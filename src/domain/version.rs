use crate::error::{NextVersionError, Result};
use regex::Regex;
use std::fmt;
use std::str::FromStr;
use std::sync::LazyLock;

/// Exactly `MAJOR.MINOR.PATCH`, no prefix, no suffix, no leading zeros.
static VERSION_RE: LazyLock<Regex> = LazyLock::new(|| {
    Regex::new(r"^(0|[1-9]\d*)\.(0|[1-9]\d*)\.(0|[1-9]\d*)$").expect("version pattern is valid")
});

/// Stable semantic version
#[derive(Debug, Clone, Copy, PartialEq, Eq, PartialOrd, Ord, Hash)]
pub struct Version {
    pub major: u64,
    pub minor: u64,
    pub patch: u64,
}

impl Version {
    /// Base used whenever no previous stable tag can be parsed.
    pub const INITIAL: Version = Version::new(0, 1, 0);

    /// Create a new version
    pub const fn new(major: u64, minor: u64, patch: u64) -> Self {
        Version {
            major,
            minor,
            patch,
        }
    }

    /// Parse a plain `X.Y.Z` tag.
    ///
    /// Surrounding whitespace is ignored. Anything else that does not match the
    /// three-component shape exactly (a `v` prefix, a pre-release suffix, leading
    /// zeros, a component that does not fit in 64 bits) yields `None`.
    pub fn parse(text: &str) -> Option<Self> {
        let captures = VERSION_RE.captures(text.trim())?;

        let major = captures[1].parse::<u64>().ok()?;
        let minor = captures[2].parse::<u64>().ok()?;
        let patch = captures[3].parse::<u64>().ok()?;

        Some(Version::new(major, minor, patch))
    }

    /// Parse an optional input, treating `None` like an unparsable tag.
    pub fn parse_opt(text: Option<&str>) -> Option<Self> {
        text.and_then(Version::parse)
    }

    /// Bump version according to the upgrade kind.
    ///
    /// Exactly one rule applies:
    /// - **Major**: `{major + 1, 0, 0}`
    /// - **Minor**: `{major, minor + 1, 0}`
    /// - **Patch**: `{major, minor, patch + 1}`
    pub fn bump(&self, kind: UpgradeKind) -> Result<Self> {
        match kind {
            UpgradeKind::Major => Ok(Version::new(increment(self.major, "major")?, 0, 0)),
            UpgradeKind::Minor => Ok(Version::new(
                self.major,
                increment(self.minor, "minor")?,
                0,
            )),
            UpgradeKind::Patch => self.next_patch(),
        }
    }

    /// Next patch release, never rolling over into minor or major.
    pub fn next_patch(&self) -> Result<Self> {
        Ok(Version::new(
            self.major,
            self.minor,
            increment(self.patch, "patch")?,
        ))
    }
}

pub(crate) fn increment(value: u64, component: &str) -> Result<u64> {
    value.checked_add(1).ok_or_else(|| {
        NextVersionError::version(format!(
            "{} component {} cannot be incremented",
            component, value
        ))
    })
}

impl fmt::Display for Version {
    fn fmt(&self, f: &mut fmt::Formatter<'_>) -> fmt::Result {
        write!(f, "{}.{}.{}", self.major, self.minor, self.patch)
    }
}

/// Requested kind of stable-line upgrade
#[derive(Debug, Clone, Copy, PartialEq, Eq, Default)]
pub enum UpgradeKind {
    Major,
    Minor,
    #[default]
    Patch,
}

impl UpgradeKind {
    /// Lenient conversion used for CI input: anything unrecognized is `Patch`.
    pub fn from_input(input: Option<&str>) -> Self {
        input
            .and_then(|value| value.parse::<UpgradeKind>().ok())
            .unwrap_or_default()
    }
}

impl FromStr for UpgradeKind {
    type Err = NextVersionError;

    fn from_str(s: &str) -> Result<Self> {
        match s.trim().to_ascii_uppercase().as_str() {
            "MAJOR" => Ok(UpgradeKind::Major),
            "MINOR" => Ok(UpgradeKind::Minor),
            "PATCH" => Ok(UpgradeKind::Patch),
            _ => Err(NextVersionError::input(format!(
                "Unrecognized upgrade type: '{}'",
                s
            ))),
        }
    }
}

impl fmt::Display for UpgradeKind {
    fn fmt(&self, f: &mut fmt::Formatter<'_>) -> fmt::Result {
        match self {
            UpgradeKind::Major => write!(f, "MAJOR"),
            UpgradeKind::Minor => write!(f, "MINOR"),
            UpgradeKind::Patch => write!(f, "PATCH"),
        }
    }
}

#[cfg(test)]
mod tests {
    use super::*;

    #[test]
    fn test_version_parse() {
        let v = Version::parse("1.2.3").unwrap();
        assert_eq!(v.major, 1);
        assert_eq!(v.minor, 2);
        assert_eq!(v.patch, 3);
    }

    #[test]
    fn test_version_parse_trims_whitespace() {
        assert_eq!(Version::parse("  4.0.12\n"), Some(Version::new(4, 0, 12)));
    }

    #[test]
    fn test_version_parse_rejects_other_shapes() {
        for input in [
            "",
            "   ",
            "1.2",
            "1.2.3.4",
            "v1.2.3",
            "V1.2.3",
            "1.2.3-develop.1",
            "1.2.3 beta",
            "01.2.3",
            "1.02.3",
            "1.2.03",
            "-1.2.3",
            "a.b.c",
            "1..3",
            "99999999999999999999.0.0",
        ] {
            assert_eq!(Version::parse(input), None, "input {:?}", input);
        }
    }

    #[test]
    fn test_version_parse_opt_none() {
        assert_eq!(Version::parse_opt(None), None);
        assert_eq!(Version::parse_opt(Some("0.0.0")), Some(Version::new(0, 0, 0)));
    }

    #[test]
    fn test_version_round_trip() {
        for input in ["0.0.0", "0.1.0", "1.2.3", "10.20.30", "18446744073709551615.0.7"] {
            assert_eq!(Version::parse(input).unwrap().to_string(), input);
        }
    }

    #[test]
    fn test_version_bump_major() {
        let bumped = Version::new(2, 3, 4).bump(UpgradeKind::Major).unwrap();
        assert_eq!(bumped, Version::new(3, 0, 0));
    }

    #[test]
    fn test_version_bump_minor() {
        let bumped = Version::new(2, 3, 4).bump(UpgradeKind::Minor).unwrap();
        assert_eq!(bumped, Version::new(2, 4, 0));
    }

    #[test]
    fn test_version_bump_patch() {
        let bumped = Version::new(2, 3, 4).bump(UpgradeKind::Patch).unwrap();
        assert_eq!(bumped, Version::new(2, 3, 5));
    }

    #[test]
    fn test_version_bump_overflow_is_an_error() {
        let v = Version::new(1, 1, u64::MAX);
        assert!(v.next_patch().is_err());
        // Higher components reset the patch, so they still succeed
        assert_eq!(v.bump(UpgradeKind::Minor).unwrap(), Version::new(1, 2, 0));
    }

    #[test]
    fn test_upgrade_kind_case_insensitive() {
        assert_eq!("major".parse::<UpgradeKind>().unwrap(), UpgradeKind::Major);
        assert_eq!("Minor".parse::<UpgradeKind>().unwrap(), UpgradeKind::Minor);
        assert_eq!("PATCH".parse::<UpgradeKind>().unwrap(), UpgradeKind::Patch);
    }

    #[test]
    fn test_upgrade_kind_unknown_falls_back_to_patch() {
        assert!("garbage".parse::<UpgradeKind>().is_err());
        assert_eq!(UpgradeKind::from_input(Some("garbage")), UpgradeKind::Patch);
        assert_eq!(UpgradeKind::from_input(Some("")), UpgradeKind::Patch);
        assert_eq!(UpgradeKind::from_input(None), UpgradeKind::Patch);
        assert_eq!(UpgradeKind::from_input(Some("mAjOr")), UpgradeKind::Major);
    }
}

# # # # #

TASK PROMPT - Each line of the data is to be output exactly, with none skipped.

WRITTEN REPLY -
filename src/domain/version.rs
use crate::error::{NextVersionError, Result};
use regex::Regex;
use std::fmt;
use std::str::FromStr;
use std::sync::LazyLock;

/// Exactly `MAJOR.MINOR.PATCH`, no prefix, no suffix, no leading zeros.
static VERSION_RE: LazyLock<Regex> = LazyLock::new(|| {
    Regex::new(r"^(0|[1-9]\d*)\.(0|[1-9]\d*)\.(0|[1-9]\d*)$").expect("version pattern is valid")
});

/// Stable semantic version
#[derive(Debug, Clone, Copy, PartialEq, Eq, PartialOrd, Ord, Hash)]
pub struct Version {
    pub major: u64,
    pub minor: u64,
    pub patch: u64,
}

impl Version {
    /// Base used whenever no previous stable tag can be parsed.
    pub const INITIAL: Version = Version::new(0, 1, 0);

    /// Create a new version
    pub const fn new(major: u64, minor: u64, patch: u64) -> Self {
        Version {
            major,
            minor,
            patch,
        }
    }

    /// Parse a plain `X.Y.Z` tag.
    ///
    /// Surrounding whitespace is ignored. Anything else that does not match the
    /// three-component shape exactly (a `v` prefix, a pre-release suffix, leading
    /// zeros, a component that does not fit in 64 bits) yields `None`.
    pub fn parse(text: &str) -> Option<Self> {
        let captures = VERSION_RE.captures(text.trim())?;

        let major = captures[1].parse::<u64>().ok()?;
        let minor = captures[2].parse::<u64>().ok()?;
        let patch = captures[3].parse::<u64>().ok()?;

        Some(Version::new(major, minor, patch))
    }

    /// Parse an optional input, treating `None` like an unparsable tag.
    pub fn parse_opt(text: Option<&str>) -> Option<Self> {
        text.and_then(Version::parse)
    }

    /// Bump version according to the upgrade kind.
    ///
    /// Exactly one rule applies:
    /// - **Major**: `{major + 1, 0, 0}`
    /// - **Minor**: `{major, minor + 1, 0}`
    /// - **Patch**: `{major, minor, patch + 1}`
    pub fn bump(&self, kind: UpgradeKind) -> Result<Self> {
        match kind {
            UpgradeKind::Major => Ok(Version::new(increment(self.major, "major")?, 0, 0)),
            UpgradeKind::Minor => Ok(Version::new(
                self.major,
                increment(self.minor, "minor")?,
                0,
            )),
            UpgradeKind::Patch => self.next_patch(),
        }
    }

    /// Next patch release, never rolling over into minor or major.
    pub fn next_patch(&self) -> Result<Self> {
        Ok(Version::new(
            self.major,
            self.minor,
            increment(self.patch, "patch")?,
        ))
    }
}

pub(crate) fn increment(value: u64, component: &str) -> Result<u64> {
    value.checked_add(1).ok_or_else(|| {
        NextVersionError::version(format!(
            "{} component {} cannot be incremented",
            component, value
        ))
    })
}

impl fmt::Display for Version {
    fn fmt(&self, f: &mut fmt::Formatter<'_>) -> fmt::Result {
        write!(f, "{}.{}.{}", self.major, self.minor, self.patch)
    }
}

/// Requested kind of stable-line upgrade
#[derive(Debug, Clone, Copy, PartialEq, Eq, Default)]
pub enum UpgradeKind {
    Major,
    Minor,
    #[default]
    Patch,
}

impl UpgradeKind {
    /// Lenient conversion used for CI input: anything unrecognized is `Patch`.
    pub fn from_input(input: Option<&str>) -> Self {
        input
            .and_then(|value| value.parse::<UpgradeKind>().ok())
            .unwrap_or_default()
    }
}

impl FromStr for UpgradeKind {
    type Err = NextVersionError;

    fn from_str(s: &str) -> Result<Self> {
        match s.trim().to_ascii_uppercase().as_str() {
            "MAJOR" => Ok(UpgradeKind::Major),
            "MINOR" => Ok(UpgradeKind::Minor),
            "PATCH" => Ok(UpgradeKind::Patch),
            _ => Err(NextVersionError::input(format!(
                "Unrecognized upgrade type: '{}'",
                s
            ))),
        }
    }
}

impl fmt::Display for UpgradeKind {
    fn fmt(&self, f: &mut fmt::Formatter<'_>) -> fmt::Result {
        match self {
            UpgradeKind::Major => write!(f, "MAJOR"),
            UpgradeKind::Minor => write!(f, "MINOR"),
            UpgradeKind::Patch => write!(f, "PATCH"),
        }
    }
}

#[cfg(test)]
mod tests {
    use super::*;

    #[test]
    fn test_version_parse() {
        let v = Version::parse("1.2.3").unwrap();
        assert_eq!(v.major, 1);
        assert_eq!(v.minor, 2);
        assert_eq!(v.patch, 3);
    }

    #[test]
    fn test_version_parse_trims_whitespace() {
        assert_eq!(Version::parse("  4.0.12\n"), Some(Version::new(4, 0, 12)));
    }

    #[test]
    fn test_version_parse_rejects_other_shapes() {
        for input in [
            "",
            "   ",
            "1.2",
            "1.2.3.4",
            "v1.2.3",
            "V1.2.3",
            "1.2.3-develop.1",
            "1.2.3 beta",
            "01.2.3",
            "1.02.3",
            "1.2.03",
            "-1.2.3",
            "a.b.c",
            "1..3",
            "99999999999999999999.0.0",
        ] {
            assert_eq!(Version::parse(input), None, "input {:?}", input);
        }
    }

    #[test]
    fn test_version_parse_opt_none() {
        assert_eq!(Version::parse_opt(None), None);
        assert_eq!(Version::parse_opt(Some("0.0.0")), Some(Version::new(0, 0, 0)));
    }

    #[test]
    fn test_version_round_trip() {
        for input in ["0.0.0", "0.1.0", "1.2.3", "10.20.30", "18446744073709551615.0.7"] {
            assert_eq!(Version::parse(input).unwrap().to_string(), input);
        }
    }

    #[test]
    fn test_version_bump_major() {
        let bumped = Version::new(2, 3, 4).bump(UpgradeKind::Major).unwrap();
        assert_eq!(bumped, Version::new(3, 0, 0));
    }

    #[test]
    fn test_version_bump_minor() {
        let bumped = Version::new(2, 3, 4).bump(UpgradeKind::Minor).unwrap();
        assert_eq!(bumped, Version::new(2, 4, 0));
    }

    #[test]
    fn test_version_bump_patch() {
        let bumped = Version::new(2, 3, 4).bump(UpgradeKind::Patch).unwrap();
        assert_eq!(bumped, Version::new(2, 3, 5));
    }

    #[test]
    fn test_version_bump_overflow_is_an_error() {
        let v = Version::new(1, 1, u64::MAX);
        assert!(v.next_patch().is_err());
        // Higher components reset the patch, so they still succeed
        assert_eq!(v.bump(UpgradeKind::Minor).unwrap(), Version::new(1, 2, 0));
    }

    #[test]
    fn test_upgrade_kind_case_insensitive() {
        assert_eq!("major".parse::<UpgradeKind>().unwrap(), UpgradeKind::Major);
        assert_eq!("Minor".parse::<UpgradeKind>().unwrap(), UpgradeKind::Minor);
        assert_eq!("PATCH".parse::<UpgradeKind>().unwrap(), UpgradeKind::Patch);
    }

    #[test]
    fn test_upgrade_kind_unknown_falls_back_to_patch() {
        assert!("garbage".parse::<UpgradeKind>().is_err());
        assert_eq!(UpgradeKind::from_input(Some("garbage")), UpgradeKind::Patch);
        assert_eq!(UpgradeKind::from_input(Some("")), UpgradeKind::Patch);
        assert_eq!(UpgradeKind::from_input(None), UpgradeKind::Patch);
        assert_eq!(UpgradeKind::from_input(Some("mAjOr")), UpgradeKind::Major);
    }
}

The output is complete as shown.